After centuries of British rule, Irish nationalists fought for their country's independence in the Irish War of Independence. Tensions between the two countries escalated with a surge in nationalist sentiment in the early 1900s, and after a series of dramatic uprisings against British control, war was declared in 1919. It resulted in the establishment of the Irish Free State, which eventually evolved into the Republic of Ireland, and Northern Ireland, which remained a part of the United Kingdom.
Origin and Cause of the Conflict
Colonisation in Ireland
- The Norman invasion of Ireland, which took place about 700 years ago, is seen as the beginning of a period in the history of the neighbouring islands of Ireland and England that has been characterised by conflict, brutality and difficult diplomatic relations.

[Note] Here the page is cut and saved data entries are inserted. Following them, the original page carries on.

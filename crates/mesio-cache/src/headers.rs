//! # HTTP Header Helpers
//!
//! Moves validators between HTTP responses/requests and cache entries.

use reqwest::header::{
    CACHE_CONTROL, CONTENT_LENGTH, CONTENT_TYPE, ETAG, HeaderMap, HeaderName, HeaderValue,
    IF_MODIFIED_SINCE, IF_NONE_MATCH, LAST_MODIFIED,
};
use tracing::debug;

use crate::entry::CacheEntry;

/// Directives of a `Cache-Control` header relevant to caching
#[derive(Debug, Clone, Copy, Default, PartialEq, Eq)]
pub struct CacheControl {
    pub max_age: Option<u32>,
    pub must_revalidate: bool,
    /// `no-cache` or `no-store`
    pub no_cache: bool,
}

impl CacheControl {
    pub fn parse(value: &str) -> Self {
        let mut control = Self::default();
        for directive in value.split(',') {
            let directive = directive.trim();
            let (name, arg) = match directive.split_once('=') {
                Some((name, arg)) => (name.trim(), Some(arg.trim().trim_matches('"'))),
                None => (directive, None),
            };
            match name.to_ascii_lowercase().as_str() {
                "max-age" => control.max_age = arg.and_then(|v| v.parse().ok()),
                "must-revalidate" => control.must_revalidate = true,
                "no-cache" | "no-store" => control.no_cache = true,
                _ => {}
            }
        }
        control
    }
}

fn header_string(headers: &HeaderMap, name: HeaderName) -> Option<String> {
    headers
        .get(name)
        .and_then(|v| v.to_str().ok())
        .map(|s| s.to_string())
}

/// Copy the response validators and freshness directives onto `entry`,
/// then mark its headers as processed
pub fn apply_response_headers(entry: &CacheEntry, headers: &HeaderMap) {
    let etag = header_string(headers, ETAG);
    let last_modified = header_string(headers, LAST_MODIFIED);
    let content_type = header_string(headers, CONTENT_TYPE);

    if etag.is_some() {
        entry.set_etag(etag);
    }
    if last_modified.is_some() {
        entry.set_last_modified(last_modified);
    }
    if content_type.is_some() {
        entry.set_mime_type(content_type);
    }
    if let Some(length) =
        header_string(headers, CONTENT_LENGTH).and_then(|v| v.trim().parse::<u64>().ok())
    {
        entry.set_content_length(length);
    }

    if let Some(value) = header_string(headers, CACHE_CONTROL) {
        let control = CacheControl::parse(&value);
        if control.max_age.is_some() || control.must_revalidate {
            entry.set_max_age(control.max_age.unwrap_or(0), control.must_revalidate);
        }
        if control.no_cache {
            entry.set_no_cache(true);
        }
    }

    entry.set_headers_done();
    debug!(url = %entry.url(), "Applied response headers to cache entry");
}

/// Add conditional request headers for `entry` to `headers`
pub fn append_revalidation_headers(entry: &CacheEntry, headers: &mut HeaderMap) {
    for (name, value) in entry.revalidation_headers() {
        let name = if name.eq_ignore_ascii_case(IF_NONE_MATCH.as_str()) {
            IF_NONE_MATCH
        } else {
            IF_MODIFIED_SINCE
        };
        match HeaderValue::from_str(&value) {
            Ok(value) => {
                headers.insert(name, value);
            }
            Err(_) => debug!(header = %name, "Skipping validator that is not a valid header value"),
        }
    }
}

/// Conditional request headers for `entry` as a fresh map
pub fn revalidation_header_map(entry: &CacheEntry) -> HeaderMap {
    let mut headers = HeaderMap::new();
    append_revalidation_headers(entry, &mut headers);
    headers
}

#[cfg(test)]
mod tests {
    use super::*;
    use crate::session::SessionId;
    use crate::storage::StorageKind;
    use crate::test_utils::test_config;
    use tempfile::TempDir;

    fn response_headers() -> HeaderMap {
        let mut headers = HeaderMap::new();
        headers.insert(ETAG, HeaderValue::from_static("\"abc\""));
        headers.insert(
            LAST_MODIFIED,
            HeaderValue::from_static("Wed, 21 Oct 2015 07:28:00 GMT"),
        );
        headers.insert(CONTENT_TYPE, HeaderValue::from_static("video/mp2t"));
        headers.insert(CONTENT_LENGTH, HeaderValue::from_static("4"));
        headers.insert(
            CACHE_CONTROL,
            HeaderValue::from_static("public, max-age=60, must-revalidate"),
        );
        headers
    }

    #[test]
    fn test_parse_cache_control() {
        assert_eq!(
            CacheControl::parse("max-age=3600, Must-Revalidate"),
            CacheControl {
                max_age: Some(3600),
                must_revalidate: true,
                no_cache: false,
            }
        );
        assert!(CacheControl::parse("no-store").no_cache);
        assert!(CacheControl::parse("private, no-cache=\"Set-Cookie\"").no_cache);
        assert_eq!(CacheControl::parse("max-age=\"10\"").max_age, Some(10));
        assert_eq!(CacheControl::parse("max-age=soon").max_age, None);
        assert_eq!(CacheControl::parse(""), CacheControl::default());
    }

    #[test]
    fn test_apply_then_revalidate() {
        let dir = TempDir::new().unwrap();
        let entry = CacheEntry::create(
            &test_config(dir.path()),
            "http://x/seg.ts",
            None,
            StorageKind::Disk,
        )
        .unwrap();

        apply_response_headers(&entry, &response_headers());
        assert_eq!(entry.etag_server().as_deref(), Some("\"abc\""));
        assert_eq!(entry.mime_type().as_deref(), Some("video/mp2t"));
        assert_eq!(entry.content_length(), 4);
        assert!(entry.flags().headers_done);
        assert!(entry.flags().must_revalidate);

        // Nothing on disk yet
        assert!(revalidation_header_map(&entry).is_empty());

        let session = SessionId::new();
        entry.open_write(session).unwrap();
        entry.write(session, b"data").unwrap();
        entry.close_write(session, true).unwrap();
        assert!(entry.can_reuse());

        let headers = revalidation_header_map(&entry);
        assert_eq!(headers.get(IF_NONE_MATCH).unwrap(), "\"abc\"");
        assert_eq!(
            headers.get(IF_MODIFIED_SINCE).unwrap(),
            "Wed, 21 Oct 2015 07:28:00 GMT"
        );
    }

    #[test]
    fn test_no_cache_is_persisted_and_poisons_reload() {
        let dir = TempDir::new().unwrap();
        let config = test_config(dir.path());
        let entry =
            CacheEntry::create(&config, "http://x/live.m3u", None, StorageKind::Disk).unwrap();

        let mut headers = HeaderMap::new();
        headers.insert(CACHE_CONTROL, HeaderValue::from_static("no-cache"));
        apply_response_headers(&entry, &headers);
        assert!(entry.flags().no_cache);

        let session = SessionId::new();
        entry.open_write(session).unwrap();
        entry.write(session, b"#EXTM3U").unwrap();
        entry.close_write(session, true).unwrap();

        let reloaded =
            CacheEntry::create(&config, "http://x/live.m3u", None, StorageKind::Disk).unwrap();
        assert!(reloaded.flags().corrupted);
        assert!(revalidation_header_map(&reloaded).is_empty());
    }

    #[test]
    fn test_append_keeps_existing_headers() {
        let dir = TempDir::new().unwrap();
        let entry = CacheEntry::create(
            &test_config(dir.path()),
            "http://x/a.mp4",
            None,
            StorageKind::Memory,
        )
        .unwrap();
        entry.set_persistent();
        entry.set_last_modified(Some("Thu, 01 Jan 1970 00:00:00 GMT".to_string()));

        let mut headers = HeaderMap::new();
        headers.insert(CONTENT_TYPE, HeaderValue::from_static("text/plain"));
        append_revalidation_headers(&entry, &mut headers);
        assert_eq!(headers.len(), 2);
        assert!(headers.get(IF_NONE_MATCH).is_none());
        assert!(headers.contains_key(IF_MODIFIED_SINCE));
    }
}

- The Irish Parliament granted King Henry VIII the title King of Ireland in 1541, following an insurrection that challenged royal rule. This act handed the English Crown control over Ireland.
- In 1603, King James VI of Scotland eventually became King James I of England. This brought together two nations that had been at war for centuries.
- Since 1609, during the period known as the Ulster Plantation, King James encouraged individuals from Scotland and England to migrate to the northern region of Ireland. The land in the counties of Donegal, Armagh, Cavan, Fermanagh, Londonderry and Tyrone was subdivided and distributed among the settlers.
- The introduction of English and Scottish Protestants displaced many Irish landlords, eliminated portions of Irish culture, and sparked years of religious, ideological and military strife.
- As northern industry and manufacturing flourished, Anglican Protestants unequally distributed land and resources in the south, lowering the quality of life for the large Catholic population. The mid-17th-century wars led to more land confiscations and reinforced Protestant authority in Ireland.
- The Irish question was brought to the attention of the British Cabinet as a result of a revolt that occurred in Ireland in 1798.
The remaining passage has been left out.